Above: Clock gears in the Saint Maximus church in Magnac-Laval, Haute-Vienne, France (Krzysztof Golik) [picture cropped] [Information on copyright: https://commons.wikimedia.org/wiki/File:Clock_gears_in_the_St_Maximus_church_in_Magnac-Laval_01.jpg]

 

In the 20th and 21st centuries, we have made a vast amount of progress in understanding how a physical object, like a brain or computer, could engage in highly sophisticated and seemingly intelligent behavior.  For instance, being able to strategize and plan ahead in the way necessary to play games like chess and Go at high levels seems to be a sign of intelligence, and yet purely physical objects — computers — can beat all humans.  Furthermore, we have gained significant empirical data for how the function of the physical stuff in our heads — the brain — affects our thinking.  Should we conclude that we ourselves are purely physical objects, and that the brain is the mind?

I will sketch arguments — none of them particularly original — that there are four phenomena that resist such a reduction of humans to the physical: meaning, consciousness, normativity and free will.  This resistance does not appear to be something that we can overcome with more scientific research.  There is good reason to doubt that any tenable theory of these phenomena could be confined to the physical.

Meaning

The progress of human knowledge, especially in science, requires the periodic introduction of new technical vocabulary.  Some of these words had a prior non-technical meaning and came to have a new technical meaning.  For instance, “cell” originally was used to indicate the small rooms of monks and nuns, and when Robert Hooke in the 17th century saw some biological entities under his microscope that resembled small rooms, he gave the word a new technical meaning.  On other occasions, a completely new word is made up, such as “gluon” in physics.

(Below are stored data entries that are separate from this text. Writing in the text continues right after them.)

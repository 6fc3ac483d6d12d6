/*
 * Copyright 2025 Michael Krolikowski
 *
 * Licensed under the Apache License, Version 2.0 (the "License");
 * you may not use this file except in compliance with the License.
 * You may obtain a copy of the License at
 *
 *     http://www.apache.org/licenses/LICENSE-2.0
 *
 * Unless required by applicable law or agreed to in writing, software
 * distributed under the License is distributed on an "AS IS" BASIS,
 * WITHOUT WARRANTIES OR CONDITIONS OF ANY KIND, either express or implied.
 * See the License for the specific language governing permissions and
 * limitations under the License.
 */

use std::time::Duration;

use anyhow::Result;
use config::{Config, Environment, File, FileFormat};
use serde::{Deserialize, Deserializer};

#[derive(Deserialize, Clone, Debug)]
pub struct Settings {
    #[serde(default = "default_repository")]
    pub repository: String,
    #[serde(default = "default_auth_url")]
    pub auth_url: String,
    #[serde(default = "default_service")]
    pub service: String,
    #[serde(default = "default_registry_url")]
    pub registry_url: String,
    #[serde(deserialize_with = "parse_duration", default = "default_timeout")]
    pub timeout: Duration,
}

fn default_repository() -> String {
    "tfgco/pitaya-bot".to_string()
}

fn default_auth_url() -> String {
    "https://auth.docker.io/token".to_string()
}

fn default_service() -> String {
    "registry.docker.io".to_string()
}

fn default_registry_url() -> String {
    "https://registry-1.docker.io".to_string()
}

fn default_timeout() -> Duration {
    Duration::from_secs(30)
}

fn parse_duration<'d, D: Deserializer<'d>>(
    deserializer: D,
) -> std::result::Result<Duration, D::Error> {
    let s: String = Deserialize::deserialize(deserializer)?;
    let d = s
        .parse::<iso8601_duration::Duration>()
        .map_err(|_| serde::de::Error::custom("Cannot parse ISO-8601 duration"))?;
    d.to_std()
        .ok_or(serde::de::Error::custom("Cannot convert to duration"))
}

impl Settings {
    pub fn read(filename: &str, repository: Option<String>) -> Result<Settings> {
        let config = Config::builder()
            .add_source(
                File::with_name(filename)
                    .format(FileFormat::Yaml)
                    .required(false),
            )
            .add_source(Environment::with_prefix("LATEST_TAG"))
            .set_override_option("repository", repository)?
            .build()?;
        let settings = config.try_deserialize()?;
        Ok(settings)
    }

    pub fn tags_url(&self) -> String {
        format!(
            "{}/v2/{}/tags/list",
            self.registry_url.trim_end_matches('/'),
            self.repository
        )
    }

    pub fn scope(&self) -> String {
        format!("repository:{}:pull,push", self.repository)
    }
}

In both cases, something needs to be done to explain the word: it doesn’t have the new meaning in some innate way.  To give meaning to a new word or a new meaning to an old word, we need to use old words or gestures — e.g., pointing to the cells under a microscope  — to define or point out what the word means.  These old words or gestures must themselves have a prior meaning, or else they won’t give meaning to the new word.

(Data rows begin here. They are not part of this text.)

//! Prescription engine
//!
//! Turns (role, goal, training age, fatigue, periodization, exercise rep
//! range) into concrete sets. Main lifts get a top set plus back-offs at a
//! goal-specific load fraction; accessories get straight sets. Deload weeks
//! flatten everything: one shared rep and load target, RPE capped.

use crate::fatigue::FatigueState;
use crate::models::plan::{SetType, WorkoutSet};
use crate::models::profile::{Goal, PolicyVersion, Preferences, TrainingAge};
use crate::periodization::{
    get_base_target_rpe, get_goal_rep_ranges, PeriodizationModifiers, DELOAD_RPE_CAP,
};

const BASE_MAIN_SETS: f64 = 4.0;
const BASE_ACCESSORY_SETS: f64 = 3.0;
const MIN_WORKING_SETS: u8 = 2;

/// Back-off multipliers at or above this keep back-off reps at the top-set
/// count (pure strength work)
const STRENGTH_BACK_OFF_CUTOFF: f64 = 0.9;

pub const WARMUP_REST_SECONDS: u32 = 45;

// ---------------------------------------------------------------------------
/// Set count
// ---------------------------------------------------------------------------

fn age_set_modifier(age: TrainingAge) -> f64 {
    match age {
        TrainingAge::Beginner => 0.85,
        TrainingAge::Intermediate => 1.0,
        TrainingAge::Advanced => 1.15,
    }
}

/// Working-set count before the allocator adjusts it
pub fn base_set_count(
    is_main_lift: bool,
    training_age: TrainingAge,
    fatigue: &FatigueState,
    periodization: &PeriodizationModifiers,
) -> u8 {
    let base = if is_main_lift { BASE_MAIN_SETS } else { BASE_ACCESSORY_SETS };
    let mut count =
        (base * age_set_modifier(training_age) * periodization.set_multiplier).round() as u8;

    if fatigue.low_readiness() {
        count = count.saturating_sub(1).max(MIN_WORKING_SETS);
    }
    if fatigue.missed_last_session {
        count = count.saturating_sub(1).max(MIN_WORKING_SETS);
    }
    count.max(MIN_WORKING_SETS)
}

// ---------------------------------------------------------------------------
/// RPE and rest
// ---------------------------------------------------------------------------

fn target_rpe(
    goal: Goal,
    training_age: TrainingAge,
    fatigue: &FatigueState,
    preferences: Option<&Preferences>,
    periodization: &PeriodizationModifiers,
) -> f64 {
    let mut rpe = get_base_target_rpe(goal, training_age);
    if fatigue.low_readiness() {
        rpe -= 0.5;
    }
    if let Some(preferred) = preferences.and_then(|p| p.target_rpe) {
        rpe = preferred;
    }
    rpe += periodization.rpe_offset;
    if periodization.is_deload {
        rpe = rpe.min(DELOAD_RPE_CAP);
    }
    rpe.clamp(4.0, 10.0)
}

pub fn rest_seconds(is_main_lift: bool, is_compound: bool, fatigue_cost: u8) -> u32 {
    if is_main_lift {
        if fatigue_cost >= 4 {
            180
        } else {
            150
        }
    } else if is_compound {
        120
    } else if fatigue_cost >= 3 {
        90
    } else {
        60
    }
}

// ---------------------------------------------------------------------------
/// Prescription
// ---------------------------------------------------------------------------

#[derive(Debug, Clone, Copy)]
pub struct PrescriptionRequest<'a> {
    pub is_main_lift: bool,
    pub training_age: TrainingAge,
    pub goal: Goal,
    pub policy: PolicyVersion,
    pub fatigue: &'a FatigueState,
    pub preferences: Option<&'a Preferences>,
    pub periodization: &'a PeriodizationModifiers,
    /// Exercise's native rep range, intersected with the goal range
    pub exercise_rep_range: Option<(u8, u8)>,
    pub is_compound: bool,
    pub fatigue_cost: u8,
    /// Allocator-decided working sets; `None` uses the base count
    pub set_count_override: Option<u8>,
}

/// Clamp a rep count into the exercise's native range when one is known
fn fit_reps(reps: u8, native: Option<(u8, u8)>) -> u8 {
    match native {
        Some((lo, hi)) => reps.clamp(lo, hi),
        None => reps,
    }
}

pub fn prescribe_sets_reps(request: &PrescriptionRequest) -> Vec<WorkoutSet> {
    let ranges = get_goal_rep_ranges(request.goal, request.policy);
    let periodization = request.periodization;

    let set_count = request.set_count_override.unwrap_or_else(|| {
        base_set_count(
            request.is_main_lift,
            request.training_age,
            request.fatigue,
            periodization,
        )
    });
    let set_count = set_count.max(MIN_WORKING_SETS);

    let rpe = target_rpe(
        request.goal,
        request.training_age,
        request.fatigue,
        request.preferences,
        periodization,
    );
    let rest = rest_seconds(request.is_main_lift, request.is_compound, request.fatigue_cost);

    if request.is_main_lift {
        let (range_lo, range_hi) = ranges.main;
        let top_reps = fit_reps(range_lo, request.exercise_rep_range);

        if periodization.is_deload {
            // Every deload set shares the top-set rep target and one load
            return (1..=set_count)
                .map(|n| WorkoutSet {
                    set_number: n,
                    set_type: SetType::Straight,
                    target_reps: top_reps,
                    target_rpe: rpe,
                    load_factor: periodization.back_off_multiplier,
                    rest_seconds: rest,
                })
                .collect();
        }

        let back_off_reps = if periodization.back_off_multiplier >= STRENGTH_BACK_OFF_CUTOFF {
            top_reps
        } else {
            fit_reps((range_lo + 2).min(range_hi), request.exercise_rep_range)
        };

        let mut sets = vec![WorkoutSet {
            set_number: 1,
            set_type: SetType::Top,
            target_reps: top_reps,
            target_rpe: rpe,
            load_factor: 1.0,
            rest_seconds: rest,
        }];
        for n in 2..=set_count {
            sets.push(WorkoutSet {
                set_number: n,
                set_type: SetType::BackOff,
                target_reps: back_off_reps,
                target_rpe: rpe,
                load_factor: periodization.back_off_multiplier,
                rest_seconds: rest,
            });
        }
        sets
    } else {
        let (lo, hi) = ranges.accessory;
        let reps = fit_reps((lo + hi) / 2, request.exercise_rep_range);
        let load_factor = if periodization.is_deload {
            periodization.back_off_multiplier
        } else {
            1.0
        };

        (1..=set_count)
            .map(|n| WorkoutSet {
                set_number: n,
                set_type: SetType::Straight,
                target_reps: reps,
                target_rpe: rpe,
                load_factor,
                rest_seconds: rest,
            })
            .collect()
    }
}

/// Two ramp-in warmup sets ahead of a main lift's working sets
pub fn warmup_sets(top_reps: u8) -> Vec<WorkoutSet> {
    [(0.5, 1u8), (0.7, 2u8)]
        .into_iter()
        .map(|(load_factor, n)| WorkoutSet {
            set_number: n,
            set_type: SetType::Warmup,
            target_reps: top_reps,
            target_rpe: 4.0,
            load_factor,
            rest_seconds: WARMUP_REST_SECONDS,
        })
        .collect()
}

// ---------------------------------------------------------------------------
/// Tests
// ---------------------------------------------------------------------------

The point generalizes.  A purely physical thing — a sound in the air, ink marks on a page, or the movement of an object — does not have an innate meaning.  When we point with our index finger, we indicate the most salient object lying beyond the finger along the ray from the knuckle to the fingertip.  But animals like us could have used the same gesture to indicate an object in the opposite direction, or to do something completely different from indicating an object, say to express joy.

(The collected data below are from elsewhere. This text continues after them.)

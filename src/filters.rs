//! Hard filter engine
//!
//! Binary eligibility gate per exercise. Each check is an independent
//! predicate over immutable exercise data and selection-state-derived sets;
//! the diagnostic variant reports the first failing check so the rationale
//! layer can explain exclusions.

use serde::{Deserialize, Serialize};

use crate::models::exercise::Exercise;
use crate::models::profile::Goal;
use crate::periodization::get_goal_rep_ranges;
use crate::selection::{Phase, SelectionState};

/// Pain severity at or above which a contraindication excludes an exercise
const PAIN_SEVERITY_THRESHOLD: u8 = 2;

/// Minimum SFR score for accessories under stimulus-focused goals
const SFR_FLOOR: u8 = 2;

#[derive(Debug, Clone, Copy, PartialEq, Eq, Serialize, Deserialize)]
#[serde(rename_all = "snake_case")]
pub enum FilterReason {
    AlreadySelected,
    Equipment,
    Avoid,
    PainConflict,
    SfrBelowThreshold,
    CriticalMuscleOverlap,
    BodyPartPrimaryOverlap,
    IntentScopePrimaryOverlap,
    SamePrimaryPatternDuplicate,
    MainLiftEligibility,
    MainRepRange,
}

pub fn passes_hard_filters(state: &SelectionState, exercise: &Exercise, phase: Phase) -> bool {
    hard_filter_reason(state, exercise, phase).is_none()
}

/// Diagnostic variant: the first failing check, or `None` when eligible
pub fn hard_filter_reason(
    state: &SelectionState,
    exercise: &Exercise,
    phase: Phase,
) -> Option<FilterReason> {
    if state.is_selected(&exercise.id) {
        return Some(FilterReason::AlreadySelected);
    }

    // Bodyweight-only exercises need nothing; otherwise any required item
    // must be on hand
    if !exercise.equipment.is_empty()
        && !exercise
            .equipment
            .iter()
            .any(|item| state.constraints.available_equipment.contains(item))
    {
        return Some(FilterReason::Equipment);
    }

    if state.constraints.avoid_exercises.contains(&exercise.id) {
        return Some(FilterReason::Avoid);
    }

    let pain_conflict = exercise.contraindications.iter().any(|part| {
        state
            .fatigue
            .pain_flags
            .get(part)
            .is_some_and(|severity| *severity >= PAIN_SEVERITY_THRESHOLD)
    });
    if pain_conflict {
        return Some(FilterReason::PainConflict);
    }

    // Forced-split days require the day's tag and keep every primary muscle
    // inside the day's scope
    if let Some(tag) = state.forced_split {
        if !exercise.split_tags.contains(&tag) {
            return Some(FilterReason::BodyPartPrimaryOverlap);
        }
    }
    if let Some(scope) = state.split_scope() {
        if !exercise
            .primary_muscles
            .iter()
            .any(|m| scope.contains(m))
        {
            return Some(FilterReason::BodyPartPrimaryOverlap);
        }
    } else if let Some(scope) = state.intent_scope() {
        if !exercise
            .primary_muscles
            .iter()
            .any(|m| scope.contains(m))
        {
            return Some(FilterReason::IntentScopePrimaryOverlap);
        }
    }

    match phase {
        Phase::Accessory => {
            let stimulus_goal = matches!(state.goal, Goal::Hypertrophy | Goal::FatLoss);
            if stimulus_goal && exercise.sfr_score < SFR_FLOOR {
                return Some(FilterReason::SfrBelowThreshold);
            }

            if !state.critical_muscles.is_empty()
                && !exercise
                    .primary_muscles
                    .iter()
                    .any(|m| state.critical_muscles.contains(m))
            {
                return Some(FilterReason::CriticalMuscleOverlap);
            }
        }
        Phase::Main => {
            // A second main lift hitting the same primary muscle through the
            // same pattern adds nothing a back-off set would not. Exercises
            // without a primary muscle or pattern never count as duplicates.
            let duplicate = state.selected.iter().any(|sel| {
                state.library.get(&sel.exercise_id).is_some_and(|other| {
                    let same_primary = matches!(
                        (other.primary_muscles.first(), exercise.primary_muscles.first()),
                        (Some(a), Some(b)) if a == b
                    );
                    let same_pattern = matches!(
                        (other.primary_pattern(), exercise.primary_pattern()),
                        (Some(a), Some(b)) if a == b
                    );
                    same_primary && same_pattern
                })
            });
            if duplicate {
                return Some(FilterReason::SamePrimaryPatternDuplicate);
            }

            if !exercise.is_main_lift_eligible() {
                return Some(FilterReason::MainLiftEligibility);
            }

            let main_range = get_goal_rep_ranges(state.goal, state.policy).main;
            if !exercise.rep_range_overlaps(main_range) {
                return Some(FilterReason::MainRepRange);
            }
        }
    }

    None
}

// ---------------------------------------------------------------------------
/// Tests
// ---------------------------------------------------------------------------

Thus, if a purely physical thing has a meaning, it gets that meaning from something else that is meaningful.  If that something else is itself physical, it must have gotten its meaning from something else physical and meaningful.  We now have three possibilities: either we have an infinite regress of meaningful physical things, a circularity of meaningful physical things, or something that gives meaning and isn’t itself physical.

Circularities are absurd.  Whether infinite regresses are possible, on the other hand, has been a matter of philosophical discussion for centuries.  However, we do not need to resolve that philosophical question.  In the case of meaning, we can just turn to science. The only meaningful physical things we have are ones that are connected with life (words, gestures, inscriptions, thoughts, perceptions, etc.), and there is no infinite regress of life on earth—earth life began about four billion years ago.

That leaves only one option: there is something that gives meaning and isn’t itself physical.  What is this?  Here, there is room for speculation, but there is a point of logic. This source of meaning is either found in humans or goes beyond humans.  If it is found in humans, it follows that humans are not completely physical — and that is what I was arguing for.

If, on the other hand, the source of meaning goes beyond humans, then we need more speculation.  What could be a source of meaning for human language and gesture without being itself completely physical?  Probably our best hypothesis here is God.

Thus, the meaning line of thought points either to something like a soul in humans or to God — or both.  While I am convinced that God exists, I find it philosophically and theologically attractive to suppose the source of meaning for humans is found in humans themselves.  And this requires humans not to be wholly physical.  Moreover, if there is a God, and he created us, then we may well be in his image, and that also points to us not being wholly physical.

We can go back to the beginning observation that physical objects like computers can play chess and Go.  That observation needs to be qualified.  To really play chess or Go, one needs to act intentionally.  One hasn’t started a chess game if one walks by a set-up chessboard and one’s hand accidentally brushes the king’s pawn forward by two spaces.  To play a game, one needs to act with the intention to play the game.  And to have that intention, one must have a thought about the game, namely a thought whose meaning concerns the game.  Without meaning, there is no play.  Computers do not play games, as they do not have meaningful thoughts.  But they do very impressive things that are behaviorally like extremely sophisticated game-play.

Consciousness

When I am falling during a rock-climbing session, I feel the temporary weightlessness until the rope grabs me.  I feel this by means of an accelerometer in my inner ear. Now, my phone has an accelerometer as well, and with appropriate software it can detect and react to falls as well as I can.  But there is a difference: my phone doesn’t feel weightlessness, isn’t conscious of it, while I am.  We thus have a distinction between merely detecting and really feeling.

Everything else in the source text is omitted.